Hanover’s lift trucks load and unload shipments, transport product through the warehouse and lift pallets weighing up to 2,500 pounds up to 10 feet in the air.

Hanover’s lift trucks are LP-gas powered, 5,000-pound-capacity FGC25N models. They are specified with three and four-way hydraulic valves and use attachments.

“At Hanover, there could be up to eight layers of cases on a skid, and the operator may only need to lift off the top six cases,” says Ben Moyer, product manager at MCFA. “By using a carton-clamp attachment that squeezes the sides of the cases, the company increases efficiency by having the ability to move specific freight around within the same skid. By working with our local dealer, we were able to tailor the lift trucks used at Hanover to accommodate their operations with the specific features they need.”
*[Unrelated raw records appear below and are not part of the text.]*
use rs2_bridge::reactive::{empty, error, Observable, PublishSubject, TestObserver};
use rs2_bridge::StreamError;

#[test]
fn test_subject_broadcasts_to_current_observers() {
    let subject = PublishSubject::new();
    let early = TestObserver::new();
    subject.subscribe(early.observer());

    subject.on_next(1);

    let late = TestObserver::new();
    subject.subscribe(late.observer());
    subject.on_next(2);
    subject.on_complete();

    assert_eq!(early.values(), vec![1, 2]);
    assert_eq!(late.values(), vec![2]);
    assert_eq!(early.completions(), 1);
    assert_eq!(late.completions(), 1);
}

#[test]
fn test_subject_replays_terminal_to_late_subscribers() {
    let subject = PublishSubject::<i32>::new();
    subject.on_error(StreamError::Custom("closed".to_string()));

    let observer = TestObserver::new();
    subject.subscribe(observer.observer());

    assert_eq!(observer.errors(), vec![StreamError::Custom("closed".to_string())]);
    assert!(!subject.has_observers());
}

#[test]
fn test_disposed_observer_is_dropped() {
    let subject = PublishSubject::new();
    let kept = TestObserver::new();
    let leaving = TestObserver::new();
    subject.subscribe(kept.observer());
    subject.subscribe(leaving.observer());
    assert_eq!(subject.observer_count(), 2);

    subject.on_next("a");
    leaving.dispose();
    assert!(leaving.is_disposed());
    subject.on_next("b");

    assert_eq!(subject.observer_count(), 1);
    assert_eq!(kept.values(), vec!["a", "b"]);
    assert_eq!(leaving.values(), vec!["a"]);
    assert_eq!(leaving.terminal_count(), 0);
}

#[test]
fn test_cold_constructors() {
    let observer = TestObserver::<u8>::new();
    empty().subscribe(observer.observer());
    assert_eq!(observer.completions(), 1);
    assert_eq!(observer.subscriptions(), 1);

    let observer = TestObserver::<u8>::new();
    error(StreamError::Timeout).subscribe(observer.observer());
    assert_eq!(observer.errors(), vec![StreamError::Timeout]);
    assert!(observer.values().is_empty());
}

#[test]
fn test_late_error_never_overrides_completion() {
    for _ in 0..200 {
        let subject = PublishSubject::<i32>::new();
        subject.on_complete();

        let erroring = subject.clone();
        let failing = std::thread::spawn(move || erroring.on_error(StreamError::Custom("late".to_string())));
        let observer = TestObserver::new();
        subject.subscribe(observer.observer());
        failing.join().unwrap();

        assert_eq!(observer.completions(), 1);
        assert!(observer.errors().is_empty());
    }

    let observer = TestObserver::<i32>::new();
    let subject = PublishSubject::new();
    subject.on_complete();
    subject.on_error(StreamError::Timeout);
    subject.subscribe(observer.observer());
    assert_eq!(observer.completions(), 1);
}
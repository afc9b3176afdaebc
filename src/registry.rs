//! Single-slot subscription registry
//!
//! A `SubscriptionSlot` holds at most one live upstream handle. It is the only
//! piece of state mutated by both the producer callback thread and the
//! consumer/cancellation side, so every transition is a single atomic
//! compare-and-swap on one pointer:
//!
//! ```text
//!   empty ──store──▶ handle ──take──▶ empty
//!     │                 │
//!     └────dispose──────┴──dispose──▶ DISPOSED (absorbing)
//! ```
//!
//! Once the slot is disposed, any handle offered to it is rejected and must
//! be disposed by the caller on the spot.

use std::fmt;
use std::ptr::{self, NonNull};
use std::sync::atomic::{AtomicPtr, Ordering};

use crate::reactive::{BoxDisposable, Disposable};

/// Result of offering a handle to an empty slot
pub enum StoreOutcome {
    /// The slot now owns the handle
    Accepted,
    /// The slot was occupied or disposed; ownership is handed back
    Rejected(BoxDisposable),
}

impl StoreOutcome {
    pub fn is_accepted(&self) -> bool {
        matches!(self, StoreOutcome::Accepted)
    }
}

impl fmt::Debug for StoreOutcome {
    fn fmt(&self, f: &mut fmt::Formatter<'_>) -> fmt::Result {
        match self {
            StoreOutcome::Accepted => f.write_str("Accepted"),
            StoreOutcome::Rejected(_) => f.write_str("Rejected"),
        }
    }
}

/// Lock-free holder for one subscription handle
pub struct SubscriptionSlot {
    ptr: AtomicPtr<BoxDisposable>,
}

// Never dereferenced; the address of a dangling, well-aligned pointer can
// not collide with a live heap allocation.
fn disposed_marker() -> *mut BoxDisposable {
    NonNull::<BoxDisposable>::dangling().as_ptr()
}

impl SubscriptionSlot {
    pub fn new() -> Self {
        Self {
            ptr: AtomicPtr::new(ptr::null_mut()),
        }
    }

    /// Store `handle` if the slot is empty.
    pub fn store_if_empty(&self, handle: BoxDisposable) -> StoreOutcome {
        let raw = Box::into_raw(Box::new(handle));
        match self
            .ptr
            .compare_exchange(ptr::null_mut(), raw, Ordering::AcqRel, Ordering::Acquire)
        {
            Ok(_) => StoreOutcome::Accepted,
            Err(_) => {
                // SAFETY: `raw` was never published, so this thread still owns it.
                let handle = unsafe { *Box::from_raw(raw) };
                StoreOutcome::Rejected(handle)
            }
        }
    }

    /// Store `handle` if the slot is empty, otherwise dispose it immediately.
    ///
    /// Returns `true` when the handle was stored.
    pub fn set_once(&self, handle: BoxDisposable) -> bool {
        match self.store_if_empty(handle) {
            StoreOutcome::Accepted => true,
            StoreOutcome::Rejected(handle) => {
                handle.dispose();
                if !self.is_disposed() {
                    log::warn!("Subscription slot already holds a live handle; disposed the duplicate");
                }
                false
            }
        }
    }

    /// Swap in `handle`, disposing the previous one.
    ///
    /// If the slot is already disposed the new handle is disposed instead and
    /// `false` is returned.
    pub fn replace(&self, handle: BoxDisposable) -> bool {
        let raw = Box::into_raw(Box::new(handle));
        let mut current = self.ptr.load(Ordering::Acquire);
        loop {
            if current == disposed_marker() {
                // SAFETY: `raw` was never published.
                let handle = unsafe { Box::from_raw(raw) };
                handle.dispose();
                return false;
            }
            match self
                .ptr
                .compare_exchange_weak(current, raw, Ordering::AcqRel, Ordering::Acquire)
            {
                Ok(previous) => {
                    if !previous.is_null() {
                        // SAFETY: the successful exchange transferred ownership of `previous` to us.
                        let previous = unsafe { Box::from_raw(previous) };
                        previous.dispose();
                    }
                    return true;
                }
                Err(actual) => current = actual,
            }
        }
    }

    /// Remove and return the held handle without disposing it.
    ///
    /// A disposed slot stays disposed and yields `None`.
    pub fn take_and_clear(&self) -> Option<BoxDisposable> {
        let mut current = self.ptr.load(Ordering::Acquire);
        loop {
            if current.is_null() || current == disposed_marker() {
                return None;
            }
            match self.ptr.compare_exchange_weak(
                current,
                ptr::null_mut(),
                Ordering::AcqRel,
                Ordering::Acquire,
            ) {
                // SAFETY: the successful exchange transferred ownership of `current` to us.
                Ok(taken) => return Some(unsafe { *Box::from_raw(taken) }),
                Err(actual) => current = actual,
            }
        }
    }

    /// Mark the slot disposed and dispose whatever it held.
    ///
    /// Returns `true` for the call that performed the transition.
    pub fn dispose(&self) -> bool {
        let previous = self.ptr.swap(disposed_marker(), Ordering::AcqRel);
        if previous == disposed_marker() {
            return false;
        }
        if !previous.is_null() {
            // SAFETY: the swap transferred ownership of `previous` to us.
            let handle = unsafe { Box::from_raw(previous) };
            handle.dispose();
        }
        true
    }

    pub fn is_disposed(&self) -> bool {
        self.ptr.load(Ordering::Acquire) == disposed_marker()
    }

    /// Whether a live handle is currently stored
    pub fn is_set(&self) -> bool {
        let current = self.ptr.load(Ordering::Acquire);
        !current.is_null() && current != disposed_marker()
    }
}

impl Default for SubscriptionSlot {
    fn default() -> Self {
        Self::new()
    }
}

impl Disposable for SubscriptionSlot {
    fn dispose(&self) {
        SubscriptionSlot::dispose(self);
    }

    fn is_disposed(&self) -> bool {
        SubscriptionSlot::is_disposed(self)
    }
}

impl Drop for SubscriptionSlot {
    fn drop(&mut self) {
        let current = *self.ptr.get_mut();
        if !current.is_null() && current != disposed_marker() {
            // SAFETY: `&mut self` guarantees no concurrent access; the slot owns `current`.
            drop(unsafe { Box::from_raw(current) });
        }
    }
}

impl fmt::Debug for SubscriptionSlot {
    fn fmt(&self, f: &mut fmt::Formatter<'_>) -> fmt::Result {
        let state = if self.is_disposed() {
            "disposed"
        } else if self.is_set() {
            "set"
        } else {
            "empty"
        };
        f.debug_struct("SubscriptionSlot").field("state", &state).finish()
    }
}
A slipsheet attachment is used to grab and pull out the cardboard sheet placed underneath product that comes in on railcars or trucks. That product then can be loaded onto pallets. A roll clamp is also used to lift and transport rolls of paper safely and securely.

Safety and Ergonomics
Though efficiency, maneuverability and job-specific attachments are important, safety is a top priority at Hanover. The lift trucks are equipped with safety features, such as lights, horns, backup alarms and MCFA’s Integrated Presence System (IPS).

“Our IPS feature is designed to work with educated operators to promote safe operation of our lift trucks,” says Moyer. Audible and visual alerts remind drivers to fasten seatbelts and set parking brakes, he says. “The key to IPS is the requirement that operators be in the normal seated position to operate any hydraulic or travel function,” Moyer says.

To ensure the safe operation of each lift truck, Hanover offers its own operator certification. As part of the training, each morning, an operator is required to fill out a safety checklist.

Given the amount of time an operator spends on a lift truck, comfort is also an important consideration. “The cab is compact and comfortable,” says Nicholas. “Operators don’t have to reach and stretch; they just move their hands around. The levers are very sensitive and easy to use. The operators are also very pleased with performance and maneuverability.”

Hanover runs two shifts a day, five days a week, and on weekends as required. The lift trucks work all day in a variety of applications. They unload trailers and start and stop frequently to pick up orders.

Hanover’s newest lift trucks were acquired on a long-term lease about two years ago. The local lift truck dealer takes care of all maintenance. “It sends in a technician for regular planned maintenance,” Nicholas says. “Other than our daily inspections, we really don’t do any maintenance at all. The service technicians are usually here twice a week, and one will come right away if we call.”

“The lift trucks have come a long way and continue to be reliable with little downtime, which I count on tremendously,” Nicholas adds.